* ACTION ITEM:
What is the number of lines in the listing that contain "enum"? Give that number only.

* SUPPLIED INFORMATION:
//! Transaction intents accepted by the submitter
//!
//! Each non-`bytes` intent carries the payload its serializer operation
//! expects. The submitter only looks at the tag, never the payload.

use crate::error::{SignerError, SignerResult};
use crate::types::{Base64DataBuffer, SuiAddress};

use serde::{Deserialize, Serialize};

/// Hex object id as used by the node API
pub type ObjectId = String;

/// Transfer an owned object to a recipient
#[derive(Debug, Clone, PartialEq, Serialize, Deserialize)]
#[serde(rename_all = "camelCase")]
pub struct TransferObjectTransaction {
    pub object_id: ObjectId,
    #[serde(default, skip_serializing_if = "Option::is_none")]
    pub gas_payment: Option<ObjectId>,
    pub gas_budget: u64,
    pub recipient: SuiAddress,
}

/// Transfer SUI from a coin, optionally a partial amount
#[derive(Debug, Clone, PartialEq, Serialize, Deserialize)]
#[serde(rename_all = "camelCase")]
pub struct TransferSuiTransaction {
    #[serde(alias = "objectId")]
    pub sui_object_id: ObjectId,
    #[serde(default)]
    pub gas_budget: u64,
    pub recipient: SuiAddress,
    #[serde(default)]
    pub amount: Option<u64>,
}

/// Send coins to several recipients, paying gas from a separate coin
#[derive(Debug, Clone, PartialEq, Serialize, Deserialize)]
#[serde(rename_all = "camelCase")]
pub struct PayTransaction {
    pub input_coins: Vec<ObjectId>,
    pub recipients: Vec<SuiAddress>,
    pub amounts: Vec<u64>,
    #[serde(default, skip_serializing_if = "Option::is_none")]
    pub gas_payment: Option<ObjectId>,
    pub gas_budget: u64,
}

/// Send SUI coins to several recipients, paying gas from the first input coin
#[derive(Debug, Clone, PartialEq, Serialize, Deserialize)]
#[serde(rename_all = "camelCase")]
pub struct PaySuiTransaction {
    pub input_coins: Vec<ObjectId>,
    pub recipients: Vec<SuiAddress>,
    pub amounts: Vec<u64>,
    pub gas_budget: u64,
}

/// Send the full balance of the input SUI coins, less gas, to one recipient
#[derive(Debug, Clone, PartialEq, Serialize, Deserialize)]
#[serde(rename_all = "camelCase")]
pub struct PayAllSuiTransaction {
    pub input_coins: Vec<ObjectId>,
    pub recipient: SuiAddress,
    pub gas_budget: u64,
}

#[derive(Debug, Clone, PartialEq, Serialize, Deserialize)]
#[serde(rename_all = "camelCase")]
pub struct MergeCoinTransaction {
    pub primary_coin: ObjectId,
    pub coin_to_merge: ObjectId,
    #[serde(default, skip_serializing_if = "Option::is_none")]
    pub gas_payment: Option<ObjectId>,
    pub gas_budget: u64,
}

#[derive(Debug, Clone, PartialEq, Serialize, Deserialize)]
#[serde(rename_all = "camelCase")]
pub struct SplitCoinTransaction {
    pub coin_object_id: ObjectId,
    pub split_amounts: Vec<u64>,
    #[serde(default, skip_serializing_if = "Option::is_none")]
    pub gas_payment: Option<ObjectId>,
    pub gas_budget: u64,
}

/// Call a Move entry function
#[derive(Debug, Clone, PartialEq, Serialize, Deserialize)]
#[serde(rename_all = "camelCase")]
pub struct MoveCallTransaction {
    pub package_object_id: ObjectId,
    pub module: String,
    pub function: String,
    #[serde(default)]
    pub type_arguments: Vec<String>,
    #[serde(default)]
    pub arguments: Vec<serde_json::Value>,
    #[serde(default, skip_serializing_if = "Option::is_none")]
    pub gas_payment: Option<ObjectId>,
    pub gas_budget: u64,
}

/// Publish a package from base64-encoded compiled modules
#[derive(Debug, Clone, PartialEq, Serialize, Deserialize)]
#[serde(rename_all = "camelCase")]
pub struct PublishTransaction {
    pub compiled_modules: Vec<String>,
    #[serde(default, skip_serializing_if = "Option::is_none")]
    pub gas_payment: Option<ObjectId>,
    pub gas_budget: u64,
}

/// Typed transaction intent, tagged as `{ "kind": ..., "data": ... }`
#[derive(Debug, Clone, PartialEq, Serialize, Deserialize)]
#[serde(tag = "kind", content = "data", rename_all = "camelCase")]
pub enum SignableTransaction {
    /// Already serialized transaction bytes
    Bytes(Base64DataBuffer),
    MoveCall(MoveCallTransaction),
    TransferSui(TransferSuiTransaction),
    TransferObject(TransferObjectTransaction),
    MergeCoin(MergeCoinTransaction),
    SplitCoin(SplitCoinTransaction),
    Pay(PayTransaction),
    PaySui(PaySuiTransaction),
    PayAllSui(PayAllSuiTransaction),
    Publish(PublishTransaction),
}

/// Every tag a tagged intent may carry
pub const KNOWN_KINDS: [&str; 10] = [
    "bytes",
    "moveCall",
    "transferSui",
    "transferObject",
    "mergeCoin",
    "splitCoin",
    "pay",
    "paySui",
    "payAllSui",
    "publish",
];

impl SignableTransaction {
    /// Wire tag of this intent
    pub fn kind(&self) -> &'static str {
        match self {
            SignableTransaction::Bytes(_) => "bytes",
            SignableTransaction::MoveCall(_) => "moveCall",
            SignableTransaction::TransferSui(_) => "transferSui",
            SignableTransaction::TransferObject(_) => "transferObject",
            SignableTransaction::MergeCoin(_) => "mergeCoin",
            SignableTransaction::SplitCoin(_) => "splitCoin",
            SignableTransaction::Pay(_) => "pay",
            SignableTransaction::PaySui(_) => "paySui",
            SignableTransaction::PayAllSui(_) => "payAllSui",
            SignableTransaction::Publish(_) => "publish",
        }
    }

    /// Resolve an untyped `{ kind, data }` value.
    ///
    /// The tag is checked before the payload so an unknown kind is reported
    /// by name rather than as a generic decode failure.
    pub fn from_tagged(value: serde_json::Value) -> SignerResult<Self> {
        let kind = value
            .get("kind")
            .and_then(|k| k.as_str())
            .ok_or_else(|| {
                SignerError::InvalidTransaction("missing string \"kind\" field".to_string())
            })?;

        if !KNOWN_KINDS.contains(&kind) {
            return Err(SignerError::UnknownTransactionKind {
                kind: kind.to_string(),
            });
        }

        let kind = kind.to_string();
        serde_json::from_value(value).map_err(|e| {
            SignerError::InvalidTransaction(format!("malformed {} payload: {}", kind, e))
        })
    }
}

/// Anything `sign_and_execute_transaction` accepts
#[derive(Debug, Clone, PartialEq)]
pub enum TransactionInput {
    /// Raw serialized transaction bytes
    Bytes(Base64DataBuffer),
    /// Typed intent
    Intent(SignableTransaction),
    /// Untyped tagged intent, resolved at dispatch time
    Tagged(serde_json::Value),
}

impl From<Base64DataBuffer> for TransactionInput {
    fn from(bytes: Base64DataBuffer) -> Self {
        TransactionInput::Bytes(bytes)
    }
}

impl From<Vec<u8>> for TransactionInput {
    fn from(bytes: Vec<u8>) -> Self {
        TransactionInput::Bytes(bytes.into())
    }
}

impl From<SignableTransaction> for TransactionInput {
    fn from(intent: SignableTransaction) -> Self {
        TransactionInput::Intent(intent)
    }
}

impl From<serde_json::Value> for TransactionInput {
    fn from(value: serde_json::Value) -> Self {
        TransactionInput::Tagged(value)
    }
}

* TASK SOLUTION:
2